Parmi tous ces jeunes épris d’art au fond mais qui, dans leurs réunions, s’occupaient particulièrement de fumisteries, à côté d’Emile Goudeau, de Fernand Crésy un autre poète, pyrrrréneennn…, de Félicien Champsaur, un parisien du Midi, de Moynet, le monologuiste, Maurice Rollinat obtenait des succès très marqués, très sincères.
Nous avons tous conservé dans la mémoire la silhouette obsédante de Rollinat, debout, la main gauche dans la poche, la droite brandissant une cigarette fatale avec des saccades frénétiques.
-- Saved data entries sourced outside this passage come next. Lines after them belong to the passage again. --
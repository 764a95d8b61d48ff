//! Export bundle for the clipboard: rendered HTML alongside the raw Markdown.

use crate::markdown;
use std::path::{Path, PathBuf};
use thiserror::Error;

pub const HTML_FILE: &str = "summary.html";
pub const MARKDOWN_FILE: &str = "summary.md";

#[derive(Error, Debug)]
pub enum ExportError {
    #[error("failed to write export: {0}")]
    WriteError(#[from] std::io::Error),
}

/// Rich and plain representations of one summary.
#[derive(Debug, Clone, PartialEq, Eq)]
pub struct ExportBundle {
    pub html: String,
    pub plain: String,
}

impl ExportBundle {
    /// Build the bundle from (labeled) Markdown
    pub fn from_markdown(markdown_text: &str) -> Self {
        Self {
            html: markdown::render(markdown_text),
            plain: markdown_text.to_string(),
        }
    }

    /// Write `summary.html` and `summary.md` into `dir`, creating it if needed.
    pub fn write_to<P: AsRef<Path>>(&self, dir: P) -> Result<(PathBuf, PathBuf), ExportError> {
        let dir = dir.as_ref();
        std::fs::create_dir_all(dir)?;

        let html_path = dir.join(HTML_FILE);
        let markdown_path = dir.join(MARKDOWN_FILE);
        std::fs::write(&html_path, &self.html)?;
        std::fs::write(&markdown_path, &self.plain)?;
        Ok((html_path, markdown_path))
    }
}
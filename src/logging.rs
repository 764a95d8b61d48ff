//! Tracing subscriber setup for the binary.

use tracing_subscriber::{fmt, prelude::*, EnvFilter};

/// Install a stderr fmt layer filtered by `RUST_LOG`, or by `default_directive` when unset.
pub fn init(verbose: bool) {
    let default_directive = if verbose { "recap=debug" } else { "recap=info" };
    let filter = EnvFilter::try_from_default_env().unwrap_or_else(|_| EnvFilter::new(default_directive));

    // a subscriber may already be installed
    let _ = tracing_subscriber::registry()
        .with(filter)
        .with(fmt::layer().with_writer(std::io::stderr).with_target(false))
        .try_init();
}
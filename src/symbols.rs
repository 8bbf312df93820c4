//! Function name to address resolution for ELF images.
//!
//! The image is treated purely as data: nothing here looks at the running
//! program, so this works just as well on another process' executable.

use std::{
    collections::{hash_map::Entry, HashMap},
    fs,
    path::Path,
};

use elf::{
    abi::{ET_DYN, PT_LOAD, STB_GLOBAL, STB_WEAK, STT_FUNC},
    endian::AnyEndian,
    ElfBytes, ParseError,
};

/// Lower bound of the reserved section index range (gABI); not exported by `elf` 0.7.
const SHN_LORESERVE: u16 = 0xff00;

use crate::{
    error::{Error, Result},
    maps::MemoryMap,
};

/// Raw bytes of an executable or shared object.
pub struct BinaryImage {
    data: Vec<u8>,
}

impl BinaryImage {
    pub fn open(path: impl AsRef<Path>) -> Result<Self> {
        Ok(Self {
            data: fs::read(path)?,
        })
    }

    pub fn from_bytes(data: Vec<u8>) -> Self {
        Self { data }
    }

    pub fn as_bytes(&self) -> &[u8] {
        &self.data
    }
}

#[derive(Clone, Debug, PartialEq, Eq)]
pub struct FunctionSymbol {
    pub name: String,
    /// Link-time entry address.
    pub entry: u64,
    pub size: u64,
    /// Where the entry lives inside the file.
    pub file_offset: u64,
    global: bool,
}

/// Functions defined by one image, keyed by exact name.
#[derive(Debug)]
pub struct SymbolTable {
    text_start: u64,
    image_base: u64,
    position_independent: bool,
    functions: HashMap<String, FunctionSymbol>,
}

fn malformed(err: ParseError) -> Error {
    Error::MalformedImage(err.to_string())
}

impl SymbolTable {
    pub fn parse(image: &BinaryImage) -> Result<Self> {
        let file = ElfBytes::<AnyEndian>::minimal_parse(image.as_bytes()).map_err(malformed)?;

        let text = file
            .section_header_by_name(".text")
            .map_err(malformed)?
            .ok_or_else(|| Error::MalformedImage("missing .text section".into()))?;
        let shdrs = file
            .section_headers()
            .ok_or_else(|| Error::MalformedImage("missing section headers".into()))?;

        let tables = [
            file.symbol_table().map_err(malformed)?,
            file.dynamic_symbol_table().map_err(malformed)?,
        ];
        if tables.iter().all(Option::is_none) {
            return Err(Error::MalformedImage("no symbol table".into()));
        }

        let mut functions = HashMap::new();
        for (symtab, strtab) in tables.into_iter().flatten() {
            for sym in symtab.iter() {
                if sym.st_symtype() != STT_FUNC
                    || sym.is_undefined()
                    || sym.st_name == 0
                    || sym.st_shndx >= SHN_LORESERVE
                {
                    continue;
                }
                let name = strtab.get(sym.st_name as usize).map_err(malformed)?;
                let section = shdrs.get(sym.st_shndx as usize).map_err(malformed)?;
                let Some(file_offset) = sym
                    .st_value
                    .checked_sub(section.sh_addr)
                    .and_then(|delta| delta.checked_add(section.sh_offset))
                else {
                    log::debug!(
                        "skipping {name}: 0x{:x} lies outside its section",
                        sym.st_value
                    );
                    continue;
                };
                let symbol = FunctionSymbol {
                    name: name.to_owned(),
                    entry: sym.st_value,
                    size: sym.st_size,
                    file_offset,
                    global: matches!(sym.st_bind(), STB_GLOBAL | STB_WEAK),
                };
                match functions.entry(symbol.name.clone()) {
                    Entry::Vacant(slot) => {
                        slot.insert(symbol);
                    }
                    // local duplicates (static functions) lose to exported ones
                    Entry::Occupied(mut slot) if !slot.get().global && symbol.global => {
                        slot.insert(symbol);
                    }
                    Entry::Occupied(_) => {}
                }
            }
        }

        let image_base = file
            .segments()
            .map(|phdrs| {
                phdrs
                    .iter()
                    .filter(|phdr| phdr.p_type == PT_LOAD)
                    .map(|phdr| phdr.p_vaddr.saturating_sub(phdr.p_offset))
                    .min()
                    .unwrap_or(0)
            })
            .unwrap_or(0);

        log::debug!(
            "indexed {} functions, .text at 0x{:x}",
            functions.len(),
            text.sh_addr
        );
        Ok(Self {
            text_start: text.sh_addr,
            image_base,
            position_independent: file.ehdr.e_type == ET_DYN,
            functions,
        })
    }

    pub fn lookup(&self, name: &str) -> Option<&FunctionSymbol> {
        self.functions.get(name)
    }

    pub fn text_start(&self) -> u64 {
        self.text_start
    }

    /// Whether the image is relocated as a whole when loaded (PIE or shared object).
    pub fn is_position_independent(&self) -> bool {
        self.position_independent
    }

    pub fn len(&self) -> usize {
        self.functions.len()
    }

    pub fn is_empty(&self) -> bool {
        self.functions.is_empty()
    }

    /// Entry address of `symbol` once the image at `path` is loaded as in `map`.
    pub fn runtime_address(
        &self,
        symbol: &FunctionSymbol,
        map: &MemoryMap,
        path: &Path,
    ) -> Result<u64> {
        if !self.position_independent {
            return Ok(symbol.entry);
        }
        let base = map
            .load_base(path)
            .ok_or_else(|| Error::ObjectNotLoaded(path.to_path_buf()))?;
        Ok(base as u64 + symbol.entry.saturating_sub(self.image_base))
    }

    fn get(&self, name: &str) -> Result<&FunctionSymbol> {
        self.lookup(name)
            .ok_or_else(|| Error::SymbolNotFound(name.to_owned()))
    }
}

/// Link-time entry address of the function called `name`.
pub fn resolve(image: &BinaryImage, name: &str) -> Result<u64> {
    Ok(SymbolTable::parse(image)?.get(name)?.entry)
}

/// File offset of the function called `name`.
pub fn resolve_file_offset(image: &BinaryImage, name: &str) -> Result<u64> {
    Ok(SymbolTable::parse(image)?.get(name)?.file_offset)
}

/// Address of `name` inside the process described by `map`, where the
/// image at `path` is loaded.
pub fn resolve_in(map: &MemoryMap, path: &Path, name: &str) -> Result<u64> {
    let path = fs::canonicalize(path)?;
    let table = SymbolTable::parse(&BinaryImage::open(&path)?)?;
    let symbol = table.get(name)?;
    let addr = table.runtime_address(symbol, map, &path)?;
    log::debug!(
        "{name}: link address 0x{:x}, runtime address 0x{addr:x}",
        symbol.entry
    );
    Ok(addr)
}
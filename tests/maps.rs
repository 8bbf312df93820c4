#![cfg(target_os = "linux")]

use std::ptr;

use hotswap::{find_region, Error, MemoryMap};

#[test]
fn finds_constructed_mapping() {
    let page = page_size::get();
    // PROT_NONE pages on both sides keep the kernel from merging neighbours in
    let base = unsafe {
        libc::mmap(
            ptr::null_mut(),
            6 * page,
            libc::PROT_NONE,
            libc::MAP_PRIVATE | libc::MAP_ANONYMOUS,
            -1,
            0,
        )
    };
    assert_ne!(base, libc::MAP_FAILED);
    let inner = base as usize + page;
    let res = unsafe {
        libc::mprotect(
            inner as *mut libc::c_void,
            4 * page,
            libc::PROT_READ | libc::PROT_WRITE,
        )
    };
    assert_eq!(res, 0);

    for addr in [inner, inner + 100, inner + 4 * page - 1] {
        let region = find_region(addr).unwrap();
        assert_eq!(region.base, inner);
        assert_eq!(region.len, 4 * page);
        assert!(region.perms.read && region.perms.write && !region.perms.exec);
        assert!(region.path.is_none());
    }

    let guard = find_region(inner + 4 * page).unwrap();
    assert_eq!(guard.base, inner + 4 * page);
    assert!(!guard.perms.read);

    unsafe { libc::munmap(base, 6 * page) };
}

#[test]
fn unmapped_address() {
    assert!(matches!(find_region(8), Err(Error::RegionNotFound(8))));
}

#[test]
fn executable_is_mapped() {
    let exe = std::env::current_exe().unwrap();
    let map = MemoryMap::current().unwrap();
    assert!(map.load_base(&exe).is_some());
    let code = map.find(finds_constructed_mapping as fn() as usize).unwrap();
    assert!(code.perms.exec);
    assert_eq!(code.path.as_deref(), Some(exe.as_path()));
}

#[test]
fn other_process_map() {
    let map = MemoryMap::of_pid(std::process::id() as i32).unwrap();
    assert!(!map.regions().is_empty());
    assert!(MemoryMap::of_pid(i32::MAX).is_err());
}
Sur son visage plissé ironiquement, tiré du nez vers la bouche en rides amères, le front barré de sillons sataniques, – voltigeait une mèche, une terrible mèche brune, fatidique, épouvantable, qu’un coup de tête rejetait en arrière et qui revenait obstinément mettre une barre d’ombre sur les yeux. Et, de la bouche, s’échappaient en paroles rauques, stridentes, plaintives, gouailleusement féroces, l’Enterré vif, l’Amante macabre, Troppmann.
La forme, le fond même disparaissaient devant l’art lugubre de la diction. On tressaillait d’épouvante – sans savoir exactement pourquoi.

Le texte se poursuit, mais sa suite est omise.